Peygamberlerin zati masum olduklarının, yani onların doğdukları günden
öldükleri güne kadar masum olduklarının delilinin aşağıdaki ayette olduğunu
söyleyenlere gelince, bu ayeti delil göstererek bu iddialarını ispat ederler:
[Bunun üzerine Meryem çocuğu gösterdi: «Beşikteki bir çocukla nasıl
konuşuruz?» dediler. O dedi: «Haberiniz olsun ben Allah'ın kuluyum. O, bana
bir kitap verdi ve beni bir peygamber yaptı.] (Meryem Suresi 29-30)
Bazı kimseler, İsa'nın (aleyhisselam) beşikten konuştuğu sırada meydana gelen
mucizeye işaret ederek, İsa'nın ve dolayısıyla tüm peygamberlerin doğuştan
itibaren ölünceye kadar zati masum olduklarını söylemektedirler. Bu, Elçiler
için zati masumiyetin bir kanıtı değildir. Çünkü İsa'nın (aleyhisselam)

6
konuşması, annesi Meryem'in suçsuzluğunu ilan etmek için tanıklık ederken
geldi.
Ve bu, Yusuf'un iffetine ve itham edildiği, Züleyha ile korkunç bir şey
yapmadığına tanıklık eden çocuğun saraydaki konuşmasının aynısıdır.
Yusuf'la birlikte sarayda bulunan o çocuk ne bir nebi ne de bir resul idi. Bu
nedenle insanlar, İsa'nın beşikteki konuşmasını, onun zati masumiyetinin bir
kanıtı olarak kullanamazlar. Bilakis, bu daha çok örneklerden bir örnekti. O
zaman için bir mucizeydi ve zati masumiyetin bir kanıtı değildi.

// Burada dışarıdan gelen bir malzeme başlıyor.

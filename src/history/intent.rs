//! Document intents: every reversible edit as one enum variant
//!
//! Each variant carries its arguments plus the state it memoizes on first
//! execution (captured prior values, touched cells). Composites issue their
//! children through the attach scope on first execution only; redo replays
//! the flattened children, so the guarded blocks never run twice.

use std::collections::HashSet;

use crate::core::types::{Axis, IVec3, LayerId, TextureId, VoxelId};
use crate::document::{Document, Layer, Rgba, TextureAsset, Voxel, FACE_COUNT};
use crate::math::GridBox;

use super::{ActionIntent, AttachScope, Effected};

/// Everything a layer deletion must remember to restore the shell.
#[derive(Clone, Debug)]
pub struct DeletedLayerShell {
    slot: usize,
    name: String,
    visible: bool,
    effected: Vec<IVec3>,
}

/// A reversible document edit.
#[derive(Clone, Debug)]
pub enum VoxelIntent {
    // voxel primitives
    AddVoxel {
        voxel: Voxel,
        inserted: bool,
    },
    RemoveVoxel {
        voxel_id: VoxelId,
        memo: Option<Voxel>,
    },
    SelectVoxel {
        voxel_id: VoxelId,
        selected: bool,
        memo: Option<(bool, IVec3)>,
    },
    AlphaVoxel {
        voxel_id: VoxelId,
        alpha: u8,
        memo: Option<(u8, IVec3)>,
    },

    // voxel composites
    MoveVoxel {
        voxel_id: VoxelId,
        new_pos: IVec3,
        effected: Option<Vec<IVec3>>,
    },
    ColorVoxel {
        voxel_id: VoxelId,
        color: Rgba,
        effected: Option<Vec<IVec3>>,
    },
    TextureVoxel {
        voxel_id: VoxelId,
        face: Option<usize>,
        texture: Option<TextureId>,
        effected: Option<Vec<IVec3>>,
    },
    ClearRange {
        layer_id: LayerId,
        center: IVec3,
        radius: i32,
        effected: Option<Vec<IVec3>>,
    },
    FillRange {
        layer_id: LayerId,
        center: IVec3,
        radius: i32,
        color: Rgba,
        effected: Option<Vec<IVec3>>,
    },
    ClearLayer {
        layer_id: LayerId,
        effected: Option<Vec<IVec3>>,
    },

    // layer commands
    CreateLayer {
        layer_id: LayerId,
        name: String,
    },
    DeleteLayer {
        layer_id: LayerId,
        memo: Option<DeletedLayerShell>,
    },
    RenameLayer {
        layer_id: LayerId,
        name: String,
        memo: Option<String>,
    },
    SelectLayer {
        layer_id: Option<LayerId>,
        memo: Option<Option<LayerId>>,
    },
    LayerVisibility {
        layer_id: LayerId,
        visible: bool,
        memo: Option<(bool, Vec<IVec3>)>,
    },
    MoveLayer {
        layer_id: LayerId,
        up: bool,
        effected: Option<Vec<IVec3>>,
    },
    MergeLayers {
        effected: Option<Vec<IVec3>>,
    },
    Migrate {
        voxels: Vec<Voxel>,
        effected: Option<Vec<IVec3>>,
    },

    // mass commands
    MassAdd {
        voxels: Vec<Voxel>,
        layer_id: Option<LayerId>,
        effected: Option<Vec<IVec3>>,
    },
    MassRemove {
        voxel_ids: Vec<VoxelId>,
        effected: Option<Vec<IVec3>>,
    },
    MassColor {
        voxel_ids: Vec<VoxelId>,
        color: Rgba,
        effected: Option<Vec<IVec3>>,
    },
    MassSelect {
        voxel_ids: Vec<VoxelId>,
        selected: bool,
        effected: Option<Vec<IVec3>>,
    },
    MassTexture {
        voxel_ids: Vec<VoxelId>,
        texture: TextureId,
        effected: Option<Vec<IVec3>>,
    },
    MassMove {
        voxels: Vec<Voxel>,
        offset: IVec3,
        effected: Option<Vec<IVec3>>,
    },
    RotateVoxels {
        voxels: Vec<Voxel>,
        axis: Axis,
        degrees: f32,
        effected: Option<Vec<IVec3>>,
    },
    MirrorVoxels {
        voxels: Vec<Voxel>,
        axis: Axis,
        effected: Option<Vec<IVec3>>,
    },

    // texture commands
    AddTexture {
        texture_id: TextureId,
        asset: TextureAsset,
        recorded: bool,
    },
    RemoveTexture {
        texture_id: TextureId,
        memo: Option<TextureAsset>,
        recorded: bool,
    },
    RemoveUnusedTextures {
        recorded: bool,
    },
    ReplaceTexture {
        texture_id: TextureId,
        asset: TextureAsset,
        memo: Option<TextureAsset>,
    },
    SelectTexture {
        texture_id: Option<TextureId>,
        memo: Option<Option<TextureId>>,
    },
}

impl VoxelIntent {
    pub fn add_voxel(voxel: Voxel) -> Self {
        Self::AddVoxel {
            voxel,
            inserted: false,
        }
    }

    pub fn remove_voxel(voxel_id: VoxelId) -> Self {
        Self::RemoveVoxel {
            voxel_id,
            memo: None,
        }
    }

    pub fn select_voxel(voxel_id: VoxelId, selected: bool) -> Self {
        Self::SelectVoxel {
            voxel_id,
            selected,
            memo: None,
        }
    }

    pub fn alpha_voxel(voxel_id: VoxelId, alpha: u8) -> Self {
        Self::AlphaVoxel {
            voxel_id,
            alpha,
            memo: None,
        }
    }

    pub fn move_voxel(voxel_id: VoxelId, new_pos: IVec3) -> Self {
        Self::MoveVoxel {
            voxel_id,
            new_pos,
            effected: None,
        }
    }

    pub fn color_voxel(voxel_id: VoxelId, color: Rgba) -> Self {
        Self::ColorVoxel {
            voxel_id,
            color,
            effected: None,
        }
    }

    pub fn texture_voxel(voxel_id: VoxelId, face: Option<usize>, texture: Option<TextureId>) -> Self {
        Self::TextureVoxel {
            voxel_id,
            face,
            texture,
            effected: None,
        }
    }

    pub fn clear_range(layer_id: LayerId, center: IVec3, radius: i32) -> Self {
        Self::ClearRange {
            layer_id,
            center,
            radius,
            effected: None,
        }
    }

    pub fn fill_range(layer_id: LayerId, center: IVec3, radius: i32, color: Rgba) -> Self {
        Self::FillRange {
            layer_id,
            center,
            radius,
            color,
            effected: None,
        }
    }

    pub fn clear_layer(layer_id: LayerId) -> Self {
        Self::ClearLayer {
            layer_id,
            effected: None,
        }
    }

    pub fn create_layer(layer_id: LayerId, name: impl Into<String>) -> Self {
        Self::CreateLayer {
            layer_id,
            name: name.into(),
        }
    }

    pub fn delete_layer(layer_id: LayerId) -> Self {
        Self::DeleteLayer {
            layer_id,
            memo: None,
        }
    }

    pub fn rename_layer(layer_id: LayerId, name: impl Into<String>) -> Self {
        Self::RenameLayer {
            layer_id,
            name: name.into(),
            memo: None,
        }
    }

    pub fn select_layer(layer_id: Option<LayerId>) -> Self {
        Self::SelectLayer {
            layer_id,
            memo: None,
        }
    }

    pub fn layer_visibility(layer_id: LayerId, visible: bool) -> Self {
        Self::LayerVisibility {
            layer_id,
            visible,
            memo: None,
        }
    }

    pub fn move_layer(layer_id: LayerId, up: bool) -> Self {
        Self::MoveLayer {
            layer_id,
            up,
            effected: None,
        }
    }

    pub fn merge_layers() -> Self {
        Self::MergeLayers { effected: None }
    }

    pub fn migrate(voxels: Vec<Voxel>) -> Self {
        Self::Migrate {
            voxels,
            effected: None,
        }
    }

    pub fn mass_add(voxels: Vec<Voxel>, layer_id: Option<LayerId>) -> Self {
        Self::MassAdd {
            voxels,
            layer_id,
            effected: None,
        }
    }

    pub fn mass_remove(voxel_ids: Vec<VoxelId>) -> Self {
        Self::MassRemove {
            voxel_ids,
            effected: None,
        }
    }

    pub fn mass_color(voxel_ids: Vec<VoxelId>, color: Rgba) -> Self {
        Self::MassColor {
            voxel_ids,
            color,
            effected: None,
        }
    }

    pub fn mass_select(voxel_ids: Vec<VoxelId>, selected: bool) -> Self {
        Self::MassSelect {
            voxel_ids,
            selected,
            effected: None,
        }
    }

    pub fn mass_texture(voxel_ids: Vec<VoxelId>, texture: TextureId) -> Self {
        Self::MassTexture {
            voxel_ids,
            texture,
            effected: None,
        }
    }

    pub fn mass_move(voxels: Vec<Voxel>, offset: IVec3) -> Self {
        Self::MassMove {
            voxels,
            offset,
            effected: None,
        }
    }

    pub fn rotate_voxels(voxels: Vec<Voxel>, axis: Axis, degrees: f32) -> Self {
        Self::RotateVoxels {
            voxels,
            axis,
            degrees,
            effected: None,
        }
    }

    pub fn mirror_voxels(voxels: Vec<Voxel>, axis: Axis) -> Self {
        Self::MirrorVoxels {
            voxels,
            axis,
            effected: None,
        }
    }

    pub fn add_texture(texture_id: TextureId, asset: TextureAsset) -> Self {
        Self::AddTexture {
            texture_id,
            asset,
            recorded: false,
        }
    }

    pub fn remove_texture(texture_id: TextureId) -> Self {
        Self::RemoveTexture {
            texture_id,
            memo: None,
            recorded: false,
        }
    }

    pub fn remove_unused_textures() -> Self {
        Self::RemoveUnusedTextures { recorded: false }
    }

    pub fn replace_texture(texture_id: TextureId, asset: TextureAsset) -> Self {
        Self::ReplaceTexture {
            texture_id,
            asset,
            memo: None,
        }
    }

    pub fn select_texture(texture_id: Option<TextureId>) -> Self {
        Self::SelectTexture {
            texture_id,
            memo: None,
        }
    }
}

type Scope<'a> = AttachScope<'a, Document, VoxelIntent>;

/// Mass-remove the given voxels, evict whatever occupies each transformed
/// destination, then mass-add the transformed records. Shared backbone of
/// move, rotate and mirror. Returns the union of old and new positions.
fn displace(
    store: &mut Document,
    scope: &mut Scope<'_>,
    voxels: &[Voxel],
    map: impl Fn(IVec3) -> IVec3,
) -> Vec<IVec3> {
    let ids: Vec<VoxelId> = voxels.iter().map(|v| v.id).collect();
    scope.attach(store, VoxelIntent::mass_remove(ids));

    let mut effected = Vec::with_capacity(voxels.len() * 2);
    let mut moved = Vec::with_capacity(voxels.len());
    for voxel in voxels {
        let new_pos = map(voxel.position);
        effected.push(voxel.position);
        effected.push(new_pos);
        if let Some(occupant) = store
            .layer(voxel.layer)
            .and_then(|layer| layer.voxel_at(new_pos))
        {
            scope.attach(store, VoxelIntent::remove_voxel(occupant));
        }
        moved.push(voxel.at(new_pos));
    }
    scope.attach(store, VoxelIntent::mass_add(moved, None));
    effected
}

/// Positions of the given voxel ids, skipping unknown ids. Mass intents
/// report these as their touched cells; duplicates are fine.
fn positions_of(store: &Document, ids: &[VoxelId]) -> Vec<IVec3> {
    ids.iter()
        .filter_map(|id| store.voxel(*id).map(|v| v.position))
        .collect()
}

/// Round with .5 going toward positive infinity, so symmetric pairs around
/// a between-cells midpoint land on adjacent cells instead of leaving a gap.
fn round_cell(v: f64) -> i32 {
    (v + 0.5).floor() as i32
}

/// Zero out the ~1e-16 trig residue left at cardinal angles; it is enough
/// to tip a half-cell midpoint into the wrong cell when rounding.
fn snap(v: f64) -> f64 {
    if v.abs() < 1e-9 { 0.0 } else { v }
}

İşte, bunlar Kur’an-ı Kerim’den olan 5 örnektir.
İmam Ahmed El-Hasan (aleyhisselam) İncil'den yanlış yaptığı başka bir
Peygamberden başka bir örnek vermiştir. O, İsa'nın (aleyhisselam) yaşamı
boyunca birçok hata yaptığını söylemiştir. Bunlardan biri, çarmıha gerilmeye
dayanamaması, çarmıha gerilmek istememesi ve Allah'ın çarmıha gerilme
emrini kaldıramamasıdır. Ve bu İncil'de açıkça gösterilmiştir.
Bu, Benzer'in İsa'dan daha iyi olduğu anlamına gelmez. Aksine, İsa ve Ulül-
Azim, Benzer'den ve belki de diğerlerinden çok daha iyidir. Ve şimdi size
peygamberlerin sadece Kur'an'dan ve İncil'den olan hatalarını zikrettik.

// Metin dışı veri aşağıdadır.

//! Mathematical utilities and data structures

pub mod gridbox;

pub use gridbox::GridBox;
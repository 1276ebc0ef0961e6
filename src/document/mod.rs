//! Canonical entity store: voxels, layers, textures and their ordering

pub mod index;
pub mod layer;
pub mod texture;
pub mod voxel;

pub use index::GridIndex;
pub use layer::Layer;
pub use texture::TextureAsset;
pub use voxel::{Rgba, Voxel, FACE_COUNT};

use std::collections::HashMap;

use crate::core::types::{IVec3, LayerId, TextureId, VoxelId};

/// Tunables for a document.
#[derive(Clone, Copy, Debug, PartialEq, Eq)]
pub struct DocumentConfig {
    /// Hard cap on live voxels per layer
    pub max_voxels_per_layer: usize,
    /// Required edge length for newly added textures
    pub texture_size: u32,
}

impl Default for DocumentConfig {
    fn default() -> Self {
        Self {
            max_voxels_per_layer: 100_000,
            texture_size: 32,
        }
    }
}

/// The canonical container. Owned exclusively by the engine; mutation
/// happens through intents, reads hand out copies.
#[derive(Clone, Debug, Default, PartialEq)]
pub struct Document {
    pub voxels: HashMap<VoxelId, Voxel>,
    pub layers: HashMap<LayerId, Layer>,
    /// Paint order; index 0 is the topmost layer. Always a permutation of
    /// the `layers` key set.
    pub layer_order: Vec<LayerId>,
    pub selected_layer: Option<LayerId>,
    pub textures: HashMap<TextureId, TextureAsset>,
    pub selected_texture: Option<TextureId>,
    pub config: DocumentConfig,
    next_voxel_id: u64,
    next_layer_id: u64,
    next_texture_id: u64,
}

impl Document {
    pub fn new(config: DocumentConfig) -> Self {
        Self {
            config,
            ..Self::default()
        }
    }

    /// Monotonic voxel id allocation; freed ids are never reused.
    pub fn allocate_voxel_id(&mut self) -> VoxelId {
        let id = VoxelId(self.next_voxel_id);
        self.next_voxel_id += 1;
        id
    }

    pub fn allocate_layer_id(&mut self) -> LayerId {
        let id = LayerId(self.next_layer_id);
        self.next_layer_id += 1;
        id
    }

    pub fn allocate_texture_id(&mut self) -> TextureId {
        let id = TextureId(self.next_texture_id);
        self.next_texture_id += 1;
        id
    }

    pub fn layer(&self, id: LayerId) -> Option<&Layer> {
        self.layers.get(&id)
    }

    pub fn layer_mut(&mut self, id: LayerId) -> Option<&mut Layer> {
        self.layers.get_mut(&id)
    }

    pub fn voxel(&self, id: VoxelId) -> Option<&Voxel> {
        self.voxels.get(&id)
    }

    /// Insert a voxel into the store and its layer's index. Refused (with
    /// no state change) when the layer is missing, full, or the position
    /// is already taken.
    pub fn insert_voxel(&mut self, voxel: Voxel) -> bool {
        let Some(layer) = self.layers.get_mut(&voxel.layer) else {
            return false;
        };
        if !layer.insert(voxel.position, voxel.id) {
            return false;
        }
        self.voxels.insert(voxel.id, voxel);
        true
    }

    /// Remove a voxel from the store and its layer's index.
    pub fn extract_voxel(&mut self, id: VoxelId) -> Option<Voxel> {
        let voxel = self.voxels.remove(&id)?;
        if let Some(layer) = self.layers.get_mut(&voxel.layer) {
            layer.remove(voxel.position);
        }
        Some(voxel)
    }

    /// Ids of every voxel in a layer.
    pub fn layer_voxel_ids(&self, layer_id: LayerId) -> Vec<VoxelId> {
        self.layer(layer_id)
            .map(|layer| layer.iter().map(|(_, id)| id).collect())
            .unwrap_or_default()
    }

    /// Copies of every voxel in a layer.
    pub fn layer_voxels(&self, layer_id: LayerId) -> Vec<Voxel> {
        self.layer(layer_id)
            .map(|layer| {
                layer
                    .iter()
                    .filter_map(|(_, id)| self.voxels.get(&id).cloned())
                    .collect()
            })
            .unwrap_or_default()
    }

    /// Topmost visible voxel at a position, walking the paint order.
    pub fn visible_voxel_at(&self, pos: IVec3) -> Option<&Voxel> {
        for layer_id in &self.layer_order {
            let Some(layer) = self.layers.get(layer_id) else {
                continue;
            };
            if !layer.visible() {
                continue;
            }
            if let Some(id) = layer.voxel_at(pos) {
                return self.voxels.get(&id);
            }
        }
        None
    }

    /// True when the position is unoccupied within one layer.
    pub fn position_free(&self, layer_id: LayerId, pos: IVec3) -> bool {
        self.layer(layer_id)
            .map(|layer| layer.position_free(pos))
            .unwrap_or(false)
    }
}

#[cfg(test)]
mod tests {
    use super::*;

    fn doc_with_layer() -> (Document, LayerId) {
        let mut doc = Document::new(DocumentConfig::default());
        let id = doc.allocate_layer_id();
        doc.layers
            .insert(id, Layer::new(id, "base", doc.config.max_voxels_per_layer));
        doc.layer_order.insert(0, id);
        (doc, id)
    }

    #[test]
    fn test_id_allocation_is_monotonic() {
        let mut doc = Document::default();
        let a = doc.allocate_voxel_id();
        let b = doc.allocate_voxel_id();
        assert!(b > a);
    }

    #[test]
    fn test_insert_and_extract_voxel() {
        let (mut doc, layer) = doc_with_layer();
        let id = doc.allocate_voxel_id();
        let voxel = Voxel::new(id, IVec3::new(1, 1, 1), Rgba::rgb(9, 9, 9), layer);
        assert!(doc.insert_voxel(voxel.clone()));
        assert!(!doc.position_free(layer, IVec3::new(1, 1, 1)));

        let taken = doc.extract_voxel(id).unwrap();
        assert_eq!(taken, voxel);
        assert!(doc.position_free(layer, IVec3::new(1, 1, 1)));
        assert!(doc.voxels.is_empty());
    }

    #[test]
    fn test_insert_refused_without_layer() {
        let mut doc = Document::default();
        let id = doc.allocate_voxel_id();
        assert!(!doc.insert_voxel(Voxel::new(id, IVec3::ZERO, Rgba::rgb(0, 0, 0), LayerId(4))));
        assert!(doc.voxels.is_empty());
    }

    #[test]
    fn test_visible_voxel_at_respects_paint_order() {
        let (mut doc, bottom) = doc_with_layer();
        let top = doc.allocate_layer_id();
        doc.layers
            .insert(top, Layer::new(top, "top", doc.config.max_voxels_per_layer));
        doc.layer_order.insert(0, top);

        let pos = IVec3::new(2, 2, 2);
        let below = doc.allocate_voxel_id();
        let above = doc.allocate_voxel_id();
        doc.insert_voxel(Voxel::new(below, pos, Rgba::rgb(1, 0, 0), bottom));
        doc.insert_voxel(Voxel::new(above, pos, Rgba::rgb(0, 1, 0), top));

        assert_eq!(doc.visible_voxel_at(pos).unwrap().id, above);

        doc.layer_mut(top).unwrap().set_visible(false);
        assert_eq!(doc.visible_voxel_at(pos).unwrap().id, below);
    }
}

Gerçekten sizden gizlenen daha büyüktür. Ve bütün övgüler Allah'a aittir.
Allahın salatı ve selamı Muhammed ve Al-i Muhammed’in, İmamların ve
Mehdilerin üzerine olsun.
Doğuştan masum olanlar büyük günahlar yapmaz, bu imkansızdır, fakat
sonradan masumiyet kazananlara gelince, bu mümkündür, ta ki onlar da
masumiyet kazanıncaya kadar. Ahmed El-Hasan (aleyhisselam) buyurdu ki,
bugün mevcut olan Ahmed El-Hasan’ın bu enkarnasyondaki masumiyeti,
kazanılmış masumiyettir. Ona nasıl masum olmayı öğreten onun babası İmam
Muhammed bin Hasan’dır (aleyhisselam). İmam Mehdi (aleyhisselam) onunla
konuştu ve onu, kardeşi İsa bin Meryem (aleyhisselam) ile birlikte disipline etti.

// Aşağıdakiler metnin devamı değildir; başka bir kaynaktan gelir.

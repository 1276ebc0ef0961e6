//! Core type aliases and shared identifiers

use serde::{Deserialize, Serialize};

pub use glam::{DVec3, IVec3};

/// Standard Result type for the engine
pub type Result<T> = std::result::Result<T, crate::core::error::Error>;

/// Unique identifier for a voxel. Never reused while the document lives.
#[derive(Clone, Copy, Debug, PartialEq, Eq, Hash, PartialOrd, Ord, Serialize, Deserialize)]
pub struct VoxelId(pub u64);

/// Unique identifier for a layer.
#[derive(Clone, Copy, Debug, PartialEq, Eq, Hash, PartialOrd, Ord, Serialize, Deserialize)]
pub struct LayerId(pub u64);

/// Unique identifier for a texture asset.
#[derive(Clone, Copy, Debug, PartialEq, Eq, Hash, PartialOrd, Ord, Serialize, Deserialize)]
pub struct TextureId(pub u64);

/// One of the three grid axes.
#[derive(Clone, Copy, Debug, PartialEq, Eq, Hash, Serialize, Deserialize)]
pub enum Axis {
    X,
    Y,
    Z,
}

impl Axis {
    /// Component index of this axis in an `IVec3`.
    pub fn index(self) -> usize {
        match self {
            Axis::X => 0,
            Axis::Y => 1,
            Axis::Z => 2,
        }
    }

    /// The other two axes, in ascending component order.
    pub fn others(self) -> (usize, usize) {
        match self {
            Axis::X => (1, 2),
            Axis::Y => (0, 2),
            Axis::Z => (0, 1),
        }
    }
}

/// Orientation of a 2-D cross-section through the grid.
///
/// A slice fixes one axis to a single plane value and spans the other two.
#[derive(Clone, Copy, Debug, PartialEq, Eq, Hash, Serialize, Deserialize)]
pub enum SlicePlane {
    /// XY cross-sections, keyed by z
    Xy,
    /// XZ cross-sections, keyed by y
    Xz,
    /// YZ cross-sections, keyed by x
    Yz,
}

impl SlicePlane {
    /// The axis a plane value pins down.
    pub fn fixed_axis(self) -> Axis {
        match self {
            SlicePlane::Xy => Axis::Z,
            SlicePlane::Xz => Axis::Y,
            SlicePlane::Yz => Axis::X,
        }
    }

    /// The plane a grid position belongs to for this orientation.
    pub fn plane_of(self, pos: IVec3) -> i32 {
        pos[self.fixed_axis().index()]
    }
}

#[cfg(test)]
mod tests {
    use super::*;

    #[test]
    fn test_axis_others_ascending() {
        assert_eq!(Axis::X.others(), (1, 2));
        assert_eq!(Axis::Y.others(), (0, 2));
        assert_eq!(Axis::Z.others(), (0, 1));
    }

    #[test]
    fn test_slice_plane_of() {
        let pos = IVec3::new(4, 5, 6);
        assert_eq!(SlicePlane::Xy.plane_of(pos), 6);
        assert_eq!(SlicePlane::Xz.plane_of(pos), 5);
        assert_eq!(SlicePlane::Yz.plane_of(pos), 4);
    }
}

Ruhun her enkarnasyonda değişip değişmemesine gelince, değişmeyen ve
sabit kalan tek şey ruhtur. Evet, doğduğu devire, etkilere, bulunduğu ortama,
geleneklere ve ailesine vb. koşullara bağlı olarak o ruh için farklı imtihanlar ve

7
zorluklar vardır, fakat ruh aynı kalıyor. Bir bedende gelen bir ruh, yeryüzünde
birçok farklı zamanlarda enkarne ediyor.
Ahmed El-Hasan (aleyhisselam) bugün 14 masumdan biri olarak gelmemiştir,
yani Ahmed El-Hasan olarak, isim olarak. Fakat o, Musa El-Kazım
(aleyhisselam) ve Hüseyin (aleyhisselam) olarak 14 masumdandır ve o zamanlarda
onun masumiyeti zati masumiyetti.
Allahın selamı, rahmeti ve bereketleri üzerinize olsun. Allahım, Muhammed
ve Al-i Muhammede, İmamlara ve Mehdilere salat eyle.